= Beginning of Section =

//! The attested control-plane host: starts the embedded Kubernetes control
//! plane, bridges on-chain registry events into the worker roster, and
//! serves the authenticating API gateway.

use std::{fmt, sync::Arc, time::Duration};

use anyhow::Context;
use clap::Parser;
use futures::FutureExt;
use tokio::sync::mpsc;
use tracing::{error, info};
use utilities::task_scope::task_scope;

use daas_chain::{
	ChainClient, ChainHttpRpcClient, ChainSigner, EventFilter, EventSubscription,
};
use daas_master::{
	attestation::AttestationProvider,
	auth::{Authenticator, StakeReader},
	constants::{
		AUTH_SWEEP_INTERVAL, CHAIN_READ_TIMEOUT, EVENT_BACKLOG_CAPACITY,
		EXIT_ATTESTATION_FAILURE, EXIT_CHAIN_UNREACHABLE, EXIT_CONTROL_PLANE_TIMEOUT,
		LIVENESS_SWEEP_INTERVAL, READINESS_TIMEOUT,
	},
	event_bridge::EventBridge,
	gateway::{self, proxy::ProxyClient, GatewayState},
	logging, metrics, registry,
	settings::{MasterOptions, MasterSettings},
	store::StateStore,
	supervisor::{self, ControlPlaneApi, ControlPlaneConfig},
};

/// Marker context that carries the process exit code through anyhow.
#[derive(Debug, Clone, Copy)]
struct ExitWith(i32);

impl fmt::Display for ExitWith {
	fn fmt(&self, f: &mut fmt::Formatter<'_>) -> fmt::Result {
		write!(f, "exit code {}", self.0)
	}
}

#[tokio::main]
async fn main() {
	let settings = match MasterSettings::new(MasterOptions::parse()) {
		Ok(settings) => settings,
		Err(error) => {
			eprintln!("Error reading settings: {error}");
			std::process::exit(1);
		},
	};

	logging::init(&settings.logging);
	metrics::register_metrics();
	info!("Starting daas master");

	let code = match run(settings).await {
		Ok(()) => 0,
		Err(error) => {
			error!("Master failed: {error:#}");
			error.downcast_ref::<ExitWith>().map(|exit| exit.0).unwrap_or(1)
		},
	};
	std::process::exit(code);
}

async fn run(settings: MasterSettings) -> anyhow::Result<()> {
	// Keys and attestation first, so misconfiguration is diagnosed before
	// anything is spawned.
	let signer = Arc::new(
		ChainSigner::from_key_file(&settings.chain.signing_key_file)
			.context(ExitWith(EXIT_CHAIN_UNREACHABLE))?,
	);

	let attestation = Arc::new(AttestationProvider::new_simulated(
		&settings.cluster.name,
		signer.public_key().as_bytes(),
	));
	let startup_document = attestation.attest("startup-self-check");
	AttestationProvider::verify(&startup_document)
		.map_err(anyhow::Error::from)
		.context(ExitWith(EXIT_ATTESTATION_FAILURE))?;
	info!(simulated = attestation.simulated(), "Attestation self-check passed");

	let rpc = ChainHttpRpcClient::new(&settings.chain.http_endpoint, CHAIN_READ_TIMEOUT)
		.context(ExitWith(EXIT_CHAIN_UNREACHABLE))?;
	let chain = Arc::new(ChainClient::new(rpc, signer.clone()));
	// Reachability probe; our own wallet simply may not have a stake yet.
	chain
		.get_stake(signer.address())
		.await
		.map(|_| ())
		.context("Chain RPC endpoint unreachable")
		.context(ExitWith(EXIT_CHAIN_UNREACHABLE))?;
	info!(endpoint = %settings.chain.http_endpoint, "Chain RPC reachable");

	let store = Arc::new(StateStore::new(settings.store.soft_limit_bytes));

	task_scope(|scope| {
		async move {
			let (registry_handle, registry_task) =
				registry::start(settings.registry.capacity, store.clone());
			scope.spawn_weak(registry_task);

			let (control_plane, supervisor_task) = supervisor::start(ControlPlaneConfig {
				binary: settings.control_plane.binary.clone(),
				data_dir: settings.control_plane.data_dir.clone(),
				node_name: settings.control_plane.node_name.clone(),
				https_port: settings.control_plane.https_port,
				readiness_timeout: READINESS_TIMEOUT,
			})
			.context(ExitWith(EXIT_CONTROL_PLANE_TIMEOUT))?;
			scope.spawn(supervisor_task);
			control_plane
				.wait_ready()
				.await
				.context(ExitWith(EXIT_CONTROL_PLANE_TIMEOUT))?;

			let stake_reader: Arc<dyn StakeReader> = chain.clone();
			let control_plane_api: Arc<dyn ControlPlaneApi> = control_plane.clone();

			let auth = Arc::new(Authenticator::with_cache(
				stake_reader,
				settings.auth.tiers,
				settings.auth.cache_capacity,
				Duration::from_secs(settings.auth.cache_ttl_secs),
			));
			scope.spawn_weak(auth.clone().run_sweeper(AUTH_SWEEP_INTERVAL));
			scope.spawn_weak(registry_handle.clone().run_liveness_sweeper(
				LIVENESS_SWEEP_INTERVAL,
				Duration::from_secs(settings.registry.liveness_deadline_secs),
			));

			let (event_sender, event_receiver) = mpsc::channel(EVENT_BACKLOG_CAPACITY);
			scope.spawn_weak(
				EventSubscription::new(
					&settings.chain.ws_endpoint,
					EventFilter {
						package: settings.chain.registry_package.clone(),
						module: settings.chain.registry_module.clone(),
					},
				)
				.run(event_sender),
			);
			scope.spawn_weak(
				EventBridge::new(
					registry_handle.clone(),
					auth.clone(),
					control_plane_api.clone(),
					store.clone(),
				)
				.run(event_receiver),
			);

			let proxy = ProxyClient::new(format!(
				"https://127.0.0.1:{}",
				settings.control_plane.https_port
			))?;
			let gateway_state = Arc::new(GatewayState::new(
				auth,
				registry_handle,
				control_plane_api,
				attestation,
				proxy,
				settings.gateway.server_url.clone(),
				settings.cluster.name.clone(),
			));
			scope.spawn_weak(gateway::serve(settings.gateway.clone(), gateway_state));

			if settings.metrics.enabled {
				metrics::start(scope, &settings.metrics)?;
			}

			shutdown_signal().await;
			info!("Shutdown signal received");
			control_plane.stop();
			Ok(())
		}
		.boxed()
	})
	.await
}

async fn shutdown_signal() {
	let ctrl_c = async {
		tokio::signal::ctrl_c().await.ok();
	};

	#[cfg(unix)]
	let terminate = async {
		tokio::signal::unix::signal(tokio::signal::unix::SignalKind::terminate())
			.expect("failed to install SIGTERM handler")
			.recv()
			.await;
	};

	#[cfg(not(unix))]
	let terminate = std::future::pending::<()>();

	tokio::select! {
		_ = ctrl_c => {},
		_ = terminate => {},
	}
}
//! Long-lived contract event subscription over WebSocket.
//!
//! Reconnects with the crate's backoff policy on any failure, resuming from
//! the last observed event cursor. A watchdog tears the connection down
//! when nothing (not even a keep-alive) arrives within twice the keep-alive
//! interval.

use std::time::Duration;

use anyhow::{bail, Context, Result};
use jsonrpsee::{
	core::client::{Subscription, SubscriptionClientT},
	rpc_params,
	ws_client::WsClientBuilder,
};
use serde::Serialize;
use serde_json::Value;
use tokio::sync::mpsc;
use tracing::{info, warn};

use crate::{
	events::{ContractEvent, EventCursor},
	retrier::BackoffPolicy,
};

pub const DEFAULT_KEEP_ALIVE_INTERVAL: Duration = Duration::from_secs(30);

// Reconnect attempts are unbounded; only the delay growth is capped.
const MAX_BACKOFF_EXPONENT: u32 = 5;

/// Server-side event filter: the emitting package and module.
#[derive(Debug, Clone, Serialize)]
pub struct EventFilter {
	pub package: String,
	pub module: String,
}

pub struct EventSubscription {
	ws_endpoint: String,
	filter: EventFilter,
	keep_alive_interval: Duration,
	backoff: BackoffPolicy,
	cursor: Option<EventCursor>,
}

impl EventSubscription {
	pub fn new(ws_endpoint: &str, filter: EventFilter) -> Self {
		Self {
			ws_endpoint: ws_endpoint.to_string(),
			filter,
			keep_alive_interval: DEFAULT_KEEP_ALIVE_INTERVAL,
			backoff: BackoffPolicy::default(),
			cursor: None,
		}
	}

	pub fn with_keep_alive_interval(mut self, interval: Duration) -> Self {
		self.keep_alive_interval = interval;
		self
	}

	/// Drive the subscription until `event_sender`'s receiver is dropped.
	/// Every delivered event advances the resume cursor first, so a crash
	/// between delivery and processing re-delivers rather than skips.
	#[tracing::instrument(name = "event-subscription", skip_all)]
	pub async fn run(mut self, event_sender: mpsc::Sender<ContractEvent>) -> Result<()> {
		info!(endpoint = %self.ws_endpoint, "Starting contract event subscription");
		let mut attempt: u32 = 0;
		loop {
			match self.connect_and_drain(&event_sender).await {
				Ok(()) => {
					// Server closed the stream cleanly; reconnect at once.
					attempt = 0;
				},
				Err(error) => {
					warn!("Event subscription dropped: {error:#}");
				},
			}
			if event_sender.is_closed() {
				info!("Event consumer gone, stopping subscription");
				return Ok(());
			}
			let delay = self.backoff.delay(attempt.min(MAX_BACKOFF_EXPONENT));
			tokio::time::sleep(delay).await;
			attempt = attempt.saturating_add(1);
		}
	}

	async fn connect_and_drain(
		&mut self,
		event_sender: &mpsc::Sender<ContractEvent>,
	) -> Result<()> {
		let client = WsClientBuilder::default()
			.build(&self.ws_endpoint)
			.await
			.with_context(|| format!("Failed to connect to {}", self.ws_endpoint))?;

		let mut subscription: Subscription<Value> = client
			.subscribe(
				"subscribe_events",
				rpc_params![serde_json::to_value(&self.filter)?, self.cursor.clone()],
				"unsubscribe_events",
			)
			.await
			.context("Failed to subscribe to contract events")?;

		let watchdog_deadline = self.keep_alive_interval * 2;
		loop {
			let next = tokio::time::timeout(watchdog_deadline, subscription.next()).await;
			match next {
				Err(_elapsed) => {
					bail!("watchdog: no event or keep-alive within {watchdog_deadline:?}")
				},
				Ok(None) => return Ok(()),
				Ok(Some(Err(error))) => {
					return Err(error).context("subscription stream error")
				},
				Ok(Some(Ok(raw_event))) => match ContractEvent::parse(&raw_event) {
					Ok(event) => {
						self.cursor = Some(event.id.clone());
						if event_sender.send(event).await.is_err() {
							return Ok(());
						}
					},
					Err(error) => {
						warn!("Skipping event with broken envelope: {error:#}");
					},
				},
			}
		}
	}
}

= End of Section =

> **Required work**
Sift through the material above and copy the lines that contain the word "StateStore".

> **Answer box**
	store::StateStore,
	let store = Arc::new(StateStore::new(settings.store.soft_limit_bytes));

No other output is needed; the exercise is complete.